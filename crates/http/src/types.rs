//! Wire types shared with the TutorDesk backend

use serde::{Deserialize, Serialize};

/// Envelope every backend endpoint responds with
#[derive(Debug, Clone, PartialEq, Eq, Serialize, Deserialize)]
#[serde(rename_all = "camelCase")]
pub struct ApiResponse<T> {
    pub data: Option<T>,
    #[serde(default)]
    pub message: String,
    #[serde(default)]
    pub status_code: u16,
    #[serde(default)]
    pub is_success: bool,
}

impl<T> ApiResponse<T> {
    /// Payload of a successful response
    pub fn into_data(self) -> Option<T> {
        if self.is_success { self.data } else { None }
    }
}

/// Credentials posted to `Auth/login`
#[derive(Debug, Clone, PartialEq, Eq, Serialize, Deserialize)]
pub struct LoginRequest {
    pub email: String,
    pub password: String,
}

/// Payload of a successful login
#[derive(Debug, Clone, PartialEq, Eq, Serialize, Deserialize)]
#[serde(rename_all = "camelCase")]
pub struct LoginData {
    /// Bearer token for the new session
    #[serde(alias = "accessToken")]
    pub token: String,
    #[serde(default, skip_serializing_if = "Option::is_none")]
    pub expiration: Option<String>,
}
//! AES-256-GCM sealing of the session token
//!
//! A cookie value is the URL-safe, unpadded base64 of
//! `nonce (12 bytes) || ciphertext || tag (16 bytes)`. The key is the
//! SHA-256 digest of the pre-shared secret.

use aes_gcm::{
    Aes256Gcm, Key, Nonce,
    aead::{Aead, AeadCore, KeyInit, OsRng},
};
use base64::{Engine as _, engine::general_purpose::URL_SAFE_NO_PAD};
use sha2::{Digest, Sha256};
use tutordesk_core::{CoreError, CoreResult};

/// Length of the nonce in bytes (96 bits)
pub const NONCE_LENGTH: usize = 12;

/// Length of the authentication tag in bytes (128 bits)
pub const TAG_LENGTH: usize = 16;

#[derive(Clone)]
pub struct TokenCipher {
    cipher: Aes256Gcm,
}

impl TokenCipher {
    /// Derive the cipher key from a pre-shared secret
    pub fn new(secret: &str) -> Self {
        let digest = Sha256::digest(secret.as_bytes());
        let key = Key::<Aes256Gcm>::from_slice(&digest);
        Self {
            cipher: Aes256Gcm::new(key),
        }
    }

    /// Seal a token into a cookie-safe string
    ///
    /// # Errors
    ///
    /// Returns an error if the AEAD backend rejects the input
    pub fn encrypt(&self, plaintext: &str) -> CoreResult<String> {
        let nonce = Aes256Gcm::generate_nonce(&mut OsRng);
        let ciphertext = self
            .cipher
            .encrypt(&nonce, plaintext.as_bytes())
            .map_err(|e| CoreError::encryption_error(e.to_string()))?;

        let mut combined = Vec::with_capacity(NONCE_LENGTH + ciphertext.len());
        combined.extend_from_slice(&nonce);
        combined.extend_from_slice(&ciphertext);
        Ok(URL_SAFE_NO_PAD.encode(combined))
    }

    /// Open a value produced by [`TokenCipher::encrypt`]
    ///
    /// # Errors
    ///
    /// Returns an error for malformed base64, truncated input, a wrong key,
    /// tampered bytes, or a plaintext that is not UTF-8
    pub fn decrypt(&self, sealed: &str) -> CoreResult<String> {
        let combined = URL_SAFE_NO_PAD
            .decode(sealed.trim())
            .map_err(|e| CoreError::decryption_error(format!("invalid base64: {e}")))?;

        if combined.len() < NONCE_LENGTH + TAG_LENGTH {
            return Err(CoreError::decryption_error(format!(
                "expected at least {} bytes, got {}",
                NONCE_LENGTH + TAG_LENGTH,
                combined.len()
            )));
        }

        let (nonce, ciphertext) = combined.split_at(NONCE_LENGTH);
        let plaintext = self
            .cipher
            .decrypt(Nonce::from_slice(nonce), ciphertext)
            .map_err(|_| CoreError::decryption_error("authentication failed"))?;

        String::from_utf8(plaintext)
            .map_err(|e| CoreError::decryption_error(format!("invalid UTF-8: {e}")))
    }
}

impl std::fmt::Debug for TokenCipher {
    fn fmt(&self, f: &mut std::fmt::Formatter<'_>) -> std::fmt::Result {
        f.debug_struct("TokenCipher").finish_non_exhaustive()
    }
}
use super::page::{Page, PageId};
use crate::role::Role;
use thiserror::Error;

/// Reasons a navigation is turned away
#[derive(Debug, Clone, PartialEq, Eq, Error)]
pub enum PermissionDenied {
    /// No session, an expired one, or a role that could not be read
    #[error("Login required")]
    LoginRequired,

    /// A staff role opened a page outside its set
    #[error("Role '{role}' may not open '{page}'")]
    OutsideRole { role: Role, page: PageId },

    /// A non-staff role opened a console page
    #[error("Role '{role}' has insufficient permission for '{page}'")]
    InsufficientPermission { role: Role, page: PageId },

    /// A session whose role code maps to no role opened a console page
    #[error("Role code {code} has no permissions for '{page}'")]
    UnmappedRole { code: i64, page: PageId },

    /// A signed-in session opened the login page
    #[error("Already signed in as '{role}'")]
    AlreadySignedIn { role: Role },
}

/// Static role to page mapping. Anything not listed is denied.
#[derive(Debug, Clone, Copy, Default)]
pub struct PermissionTable;

impl PermissionTable {
    /// Pages `role` may open
    pub const fn allowed_pages(role: Role) -> &'static [Page] {
        match role {
            Role::SuperAdmin => &[
                Page::Dashboard,
                Page::Supervisors,
                Page::Teachers,
                Page::Families,
                Page::Students,
                Page::Lessons,
            ],
            Role::Admin => &[
                Page::Dashboard,
                Page::Teachers,
                Page::Families,
                Page::Students,
                Page::Lessons,
            ],
            Role::Teacher => &[Page::Dashboard, Page::Lessons],
            Role::Student | Role::Family => &[],
        }
    }

    /// Pages for a possibly unknown role; unknown roles get nothing
    pub fn allowed_pages_for(role: Option<Role>) -> &'static [Page] {
        match role {
            Some(role) => Self::allowed_pages(role),
            None => &[],
        }
    }

    /// Whether `role` may open `page`
    pub fn permits(role: Role, page: &PageId) -> bool {
        page.page()
            .is_some_and(|page| Self::allowed_pages(role).contains(&page))
    }
}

-----

## What the task requires
Report every line from the material above that mentions the word "plaintext".

## Finished task
    pub fn encrypt(&self, plaintext: &str) -> CoreResult<String> {
            .encrypt(&nonce, plaintext.as_bytes())
    /// tampered bytes, or a plaintext that is not UTF-8
        let plaintext = self
        String::from_utf8(plaintext)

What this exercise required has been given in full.